§ **What you will do**:
Filter the entries for the word "Release". Copy each line that has it.

§ **Saved data entries**:

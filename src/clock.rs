use std::sync::atomic::{AtomicBool, Ordering};
use std::sync::{Arc, Mutex};
use std::time::Duration;

use tokio::sync::watch;
use tokio::task::JoinHandle;
use tokio::time::{interval_at, Instant};
use tracing::debug;

use crate::config::TICK;

// =============================================================================
// Clock
// =============================================================================

/// Discrete time source used to line up replay with capture offsets.
///
/// A clock goes `Stopped -> Running -> Stopped` exactly once. `start` on a
/// running clock does nothing and a stopped clock never runs again.
pub trait Clock: Send + Sync {
    fn start(&self);
    fn stop(&self);
    fn current(&self) -> u64;
    fn is_running(&self) -> bool;
    /// Receiver that observes every tick change.
    fn subscribe(&self) -> watch::Receiver<u64>;
}

/// Hands out one fresh clock per virtual client.
pub trait ClockSource: Send + Sync {
    fn create(&self) -> Arc<dyn Clock>;
}

/// Suspends until `clock` reaches `tick`. Returns `false` if the clock went
/// away before that happened.
pub async fn wait_for_tick(clock: &dyn Clock, tick: u64) -> bool {
    if clock.current() >= tick {
        return true;
    }
    let mut ticks = clock.subscribe();
    let reached = ticks.wait_for(|current| *current >= tick).await.is_ok();
    reached
}

#[derive(Debug)]
struct ClockState {
    tick: watch::Sender<u64>,
    running: AtomicBool,
    stopped: AtomicBool,
}

impl ClockState {
    fn new() -> Self {
        let (tick, _) = watch::channel(0);
        Self {
            tick,
            running: AtomicBool::new(false),
            stopped: AtomicBool::new(false),
        }
    }

    /// Flips to running. `false` if already running or stopped for good.
    fn begin(&self) -> bool {
        if self.stopped.load(Ordering::Acquire) {
            return false;
        }
        !self.running.swap(true, Ordering::AcqRel)
    }

    fn end(&self) {
        self.stopped.store(true, Ordering::Release);
        self.running.store(false, Ordering::Release);
    }

    fn current(&self) -> u64 {
        *self.tick.borrow()
    }
}

// =============================================================================
// Timer-driven clock
// =============================================================================

/// Clock advanced by a background tokio task once per quantum.
///
/// Must be started from inside a tokio runtime.
#[derive(Debug)]
pub struct TickClock {
    quantum: Duration,
    state: Arc<ClockState>,
    ticker: Mutex<Option<JoinHandle<()>>>,
}

impl TickClock {
    pub fn new() -> Self {
        Self::with_quantum(TICK)
    }

    pub fn with_quantum(quantum: Duration) -> Self {
        Self {
            quantum,
            state: Arc::new(ClockState::new()),
            ticker: Mutex::new(None),
        }
    }
}

impl Default for TickClock {
    fn default() -> Self {
        Self::new()
    }
}

impl Clock for TickClock {
    fn start(&self) {
        if !self.state.begin() {
            return;
        }

        let state = Arc::clone(&self.state);
        let quantum = self.quantum;
        let handle = tokio::spawn(async move {
            let mut interval = interval_at(Instant::now() + quantum, quantum);
            loop {
                interval.tick().await;
                if !state.running.load(Ordering::Acquire) {
                    break;
                }
                state.tick.send_modify(|tick| *tick += 1);
            }
        });

        *self
            .ticker
            .lock()
            .unwrap_or_else(|poisoned| poisoned.into_inner()) = Some(handle);
    }

    fn stop(&self) {
        self.state.end();
        if let Some(handle) = self
            .ticker
            .lock()
            .unwrap_or_else(|poisoned| poisoned.into_inner())
            .take()
        {
            handle.abort();
        }
    }

    fn current(&self) -> u64 {
        self.state.current()
    }

    fn is_running(&self) -> bool {
        self.state.running.load(Ordering::Acquire)
    }

    fn subscribe(&self) -> watch::Receiver<u64> {
        self.state.tick.subscribe()
    }
}

impl Drop for TickClock {
    fn drop(&mut self) {
        self.stop();
    }
}

#[derive(Debug, Clone)]
pub struct TickClockSource {
    quantum: Duration,
}

impl TickClockSource {
    pub fn new(quantum: Duration) -> Self {
        Self { quantum }
    }
}

impl Default for TickClockSource {
    fn default() -> Self {
        Self::new(TICK)
    }
}

impl ClockSource for TickClockSource {
    fn create(&self) -> Arc<dyn Clock> {
        Arc::new(TickClock::with_quantum(self.quantum))
    }
}

// =============================================================================
// Manually advanced clock
// =============================================================================

/// Clock that only moves when [`ManualClock::advance`] is called. Clones
/// share the same underlying clock.
#[derive(Debug, Clone)]
pub struct ManualClock {
    state: Arc<ClockState>,
}

impl ManualClock {
    pub fn new() -> Self {
        Self {
            state: Arc::new(ClockState::new()),
        }
    }

    /// Moves the clock forward by `ticks` if it is running and returns the
    /// resulting tick.
    pub fn advance(&self, ticks: u64) -> u64 {
        if self.state.running.load(Ordering::Acquire) {
            self.state.tick.send_modify(|tick| *tick += ticks);
        }
        self.state.current()
    }
}

impl Default for ManualClock {
    fn default() -> Self {
        Self::new()
    }
}

impl Clock for ManualClock {
    fn start(&self) {
        self.state.begin();
    }

    fn stop(&self) {
        self.state.end();
    }

    fn current(&self) -> u64 {
        self.state.current()
    }

    fn is_running(&self) -> bool {
        self.state.running.load(Ordering::Acquire)
    }

    fn subscribe(&self) -> watch::Receiver<u64> {
        self.state.tick.subscribe()
    }
}

/// Creates [`ManualClock`]s and keeps a handle to each so tests can drive
/// every client's clock.
#[derive(Debug, Default)]
pub struct ManualClockSource {
    clocks: Mutex<Vec<ManualClock>>,
}

impl ManualClockSource {
    pub fn new() -> Self {
        Self::default()
    }

    pub fn clocks(&self) -> Vec<ManualClock> {
        self.clocks
            .lock()
            .unwrap_or_else(|poisoned| poisoned.into_inner())
            .clone()
    }

    /// Advances every clock created so far.
    pub fn advance_all(&self, ticks: u64) {
        for clock in self.clocks() {
            clock.advance(ticks);
        }
        debug!("Advanced all manual clocks by {} ticks", ticks);
    }
}

impl ClockSource for ManualClockSource {
    fn create(&self) -> Arc<dyn Clock> {
        let clock = ManualClock::new();
        self.clocks
            .lock()
            .unwrap_or_else(|poisoned| poisoned.into_inner())
            .push(clock.clone());
        Arc::new(clock)
    }
}

#[cfg(test)]
mod tests {
    use super::*;
    use tokio::time::sleep;

    #[tokio::test(start_paused = true)]
    async fn tick_clock_counts_quanta_while_running() {
        let clock = TickClock::new();
        assert_eq!(clock.current(), 0);
        assert!(!clock.is_running());

        clock.start();
        assert!(clock.is_running());
        sleep(Duration::from_millis(350)).await;
        assert_eq!(clock.current(), 3);

        clock.stop();
        assert!(!clock.is_running());
        sleep(Duration::from_secs(1)).await;
        assert_eq!(clock.current(), 3);
    }

    #[tokio::test(start_paused = true)]
    async fn start_is_idempotent() {
        let clock = TickClock::new();
        clock.start();
        clock.start();
        sleep(Duration::from_millis(250)).await;
        assert_eq!(clock.current(), 2);
    }

    #[tokio::test(start_paused = true)]
    async fn stop_is_terminal() {
        let clock = TickClock::new();
        clock.start();
        sleep(Duration::from_millis(150)).await;
        clock.stop();
        clock.start();
        assert!(!clock.is_running());
        sleep(Duration::from_millis(500)).await;
        assert_eq!(clock.current(), 1);
    }

    #[test]
    fn manual_clock_only_moves_while_running() {
        let clock = ManualClock::new();
        assert_eq!(clock.advance(5), 0);

        clock.start();
        assert_eq!(clock.advance(5), 5);
        assert_eq!(clock.advance(2), 7);

        clock.stop();
        assert_eq!(clock.advance(10), 7);
        clock.start();
        assert!(!clock.is_running());
    }

    #[tokio::test]
    async fn wait_for_tick_blocks_until_due() {
        let clock = ManualClock::new();
        clock.start();

        let waiter = {
            let clock = clock.clone();
            tokio::spawn(async move { wait_for_tick(&clock, 3).await })
        };

        clock.advance(2);
        tokio::task::yield_now().await;
        sleep(Duration::from_millis(20)).await;
        assert!(!waiter.is_finished());

        clock.advance(1);
        assert!(waiter.await.unwrap());
    }

    #[tokio::test]
    async fn wait_for_past_tick_returns_immediately() {
        let clock = ManualClock::new();
        clock.start();
        clock.advance(10);
        assert!(wait_for_tick(&clock, 4).await);
        assert!(wait_for_tick(&clock, 0).await);
    }

    #[test]
    fn manual_source_tracks_independent_clocks() {
        let source = ManualClockSource::new();
        let first = source.create();
        let second = source.create();
        first.start();

        source.advance_all(3);
        assert_eq!(first.current(), 3);
        // Not started, so it does not move.
        assert_eq!(second.current(), 0);
        assert_eq!(source.clocks().len(), 2);
    }
}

§ **Answer to this problem**:
        self.stopped.store(true, Ordering::Release);
        self.running.store(false, Ordering::Release);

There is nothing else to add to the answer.